Entonces si te pregunto cómo ves el panorama en España, tras las elecciones municipales y autonómicas y ahora las nacionales, te pongo en un aprieto.

—Tampoco es eso, pero la política no me interesa nada. Nunca me ha interesado. No me identifico con ningún partido porque lo que sucede en ese terreno no me gusta. Es agresivo y está tarado de base, porque toda ideología tiene pretensión de realismo y, como ya te he dicho, para mí el realismo no es más que una construcción del lenguaje. Basta con ver la televisión y oír hablar a un político. Te das cuenta en seguida del andamiaje que hay detrás de su discurso. A lo mejor, si me presentas algo más sesudo o trabajado me acerco, pero que me vengas con mensajes de Twitter… Por otro lado… (aquí se queda pensativo), ¿te lo digo o no? Es que puede sonar mal.

Inténtalo. ¡No será tanto!

—Quería decir que no me gusta, o mejor, desconfío de la masa como concepto, porque me parece una abstracción peligrosa. Entiendo que se emplee como un reduccionismo metodológico, para poder hablar de ciertas cosas, pero no estoy cómodo con eso de “la gente” dice o piensa… ¿Qué gente? Quizás por eso, cuando escribo, siempre aparecen una o dos personas, no más. Con esto no quiero decir que me parezca mal que la ciudadanía se implique políticamente. Esa implicación es tan necesaria como la de los abogados, los fontaneros o incluso más. La necesito, eso lo tengo claro, pero a mí no me busques ahí, en el terreno de la confrontación. Me cuesta, no lo entiendo.

Pero estarás de acuerdo en que el conflicto puede ser creativo.

—Sí, claro. Lo que digo que es hay que ser muy lúcido para entender cuándo se vuelve estéril y toca dar otro paso. No es cuestión de estar siempre peleándose. Por cierto, algo de lo que me di cuenta, y que tiene que ver con la materialidad del territorio y el estar en esta isla, es que cuando llegué aquí, yo, que soy del Atlántico, percibí una violencia brutal. Al principio no sabía por qué. En el Mediterráneo, el mar es azul turquesa, la gente se baña y no pasa nada… Luego entendí que tenía que ver con algo cultural. Es decir, me di cuenta de que el concepto que tiene Occidente de la belleza es un concepto fraguado en la Grecia clásica y en una serie de guerras y guerras que ha habido en el Mediterráneo.

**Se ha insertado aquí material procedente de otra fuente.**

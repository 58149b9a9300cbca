// Copyright 2025 Umberto Gotti <umberto.gotti@umbertogotti.dev>
// Licensed under the Apache License, Version 2.0
// http://www.apache.org/licenses/LICENSE-2.0

use serde::{Deserialize, Serialize};

/// What a runner does when a fetch fails
#[derive(Debug, Clone, Copy, Default, PartialEq, Eq, Serialize, Deserialize)]
#[serde(rename_all = "snake_case")]
pub enum FailurePolicy {
    /// Stop at the first failure and return it as the run's error
    #[default]
    FailFast,
    /// Report failures alongside successes and finish the run
    CollectAll,
}

#[derive(Debug, Clone, Default, PartialEq, Eq, Serialize, Deserialize)]
pub struct RunConfig {
    #[serde(default)]
    pub policy: FailurePolicy,
    /// Upper bound on fetches in flight at once; None means one per item
    #[serde(default)]
    pub max_concurrency: Option<usize>,
}

impl RunConfig {
    pub fn with_policy(mut self, policy: FailurePolicy) -> Self {
        self.policy = policy;
        self
    }

    pub fn with_max_concurrency(mut self, max_concurrency: Option<usize>) -> Self {
        self.max_concurrency = max_concurrency;
        self
    }
}
// Copyright 2025 Umberto Gotti <umberto.gotti@umbertogotti.dev>
// Licensed under the Apache License, Version 2.0
// http://www.apache.org/licenses/LICENSE-2.0

use crate::ResultMessage;
use std::sync::atomic::{AtomicU8, Ordering};
use std::sync::Arc;
use tokio::sync::mpsc;

/// Lifecycle of the shared result channel
#[derive(Debug, Clone, Copy, PartialEq, Eq)]
pub enum ChannelState {
    Open,
    /// Every producer has completed and the last sender is gone;
    /// buffered messages may still be waiting for the reader
    Closing,
    /// Closed and drained
    Closed,
}

impl ChannelState {
    fn from_u8(raw: u8) -> Self {
        match raw {
            0 => ChannelState::Open,
            1 => ChannelState::Closing,
            _ => ChannelState::Closed,
        }
    }

    fn as_u8(self) -> u8 {
        match self {
            ChannelState::Open => 0,
            ChannelState::Closing => 1,
            ChannelState::Closed => 2,
        }
    }
}

#[derive(Debug)]
struct SharedState(AtomicU8);

impl SharedState {
    fn get(&self) -> ChannelState {
        ChannelState::from_u8(self.0.load(Ordering::Acquire))
    }

    fn set(&self, state: ChannelState) {
        self.0.store(state.as_u8(), Ordering::Release);
    }
}

/// Owning handle of the channel; hands out producers and performs the close
pub struct ResultSender {
    tx: mpsc::Sender<ResultMessage>,
    state: Arc<SharedState>,
}

/// Write-once handle given to a single task
pub struct ResultProducer {
    tx: mpsc::Sender<ResultMessage>,
}

pub struct ResultReceiver {
    rx: mpsc::Receiver<ResultMessage>,
    state: Arc<SharedState>,
}

/// Create a result channel able to buffer `capacity` messages
/// Sized to the number of producers, a write never waits on the reader
pub fn result_channel(capacity: usize) -> (ResultSender, ResultReceiver) {
    let (tx, rx) = mpsc::channel(capacity.max(1));
    let state = Arc::new(SharedState(AtomicU8::new(ChannelState::Open.as_u8())));
    (
        ResultSender {
            tx,
            state: state.clone(),
        },
        ResultReceiver { rx, state },
    )
}

impl ResultSender {
    pub fn producer(&self) -> ResultProducer {
        ResultProducer {
            tx: self.tx.clone(),
        }
    }

    pub fn state(&self) -> ChannelState {
        self.state.get()
    }

    /// Close the channel; the reader moves it to Closed once drained
    /// Must only be called once every producer has been consumed or dropped
    pub fn close(self) {
        self.state.set(ChannelState::Closing);
    }
}

impl ResultProducer {
    /// Send the task's one message
    /// Returns the message back if the receiver is gone
    pub async fn send(self, message: ResultMessage) -> Result<(), ResultMessage> {
        self.tx.send(message).await.map_err(|e| e.0)
    }
}

impl ResultReceiver {
    /// Next message, or None once the channel is closed and drained
    pub async fn recv(&mut self) -> Option<ResultMessage> {
        let message = self.rx.recv().await;
        if message.is_none() {
            self.state.set(ChannelState::Closed);
        }
        message
    }

    pub fn state(&self) -> ChannelState {
        self.state.get()
    }
}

Si lo piensas, es el océano más violento que ha existido, y esa reverberación o eco cultural es lo que yo percibí. A su lado el Atlántico es como un dinosaurio que mueve la cola de vez en cuando, pero que está dormido. Sé que esto puede parecer extraño, pero me abrió la puerta a una serie de claves culturales. Entendí muchas cosas de nuestra civilización y los conceptos que hemos ido heredando. No es que no los conociera antes, es que las percibí en mi propia carne y eso fue algo bonito para mí. De hecho, fue ese agujerito por el que me colé en esta isla el que me ayudó a ubicarme.

 
Las fotografías de Mallorca son de Agustín Fernández Mallo. Su retrato, de Aina Lorente.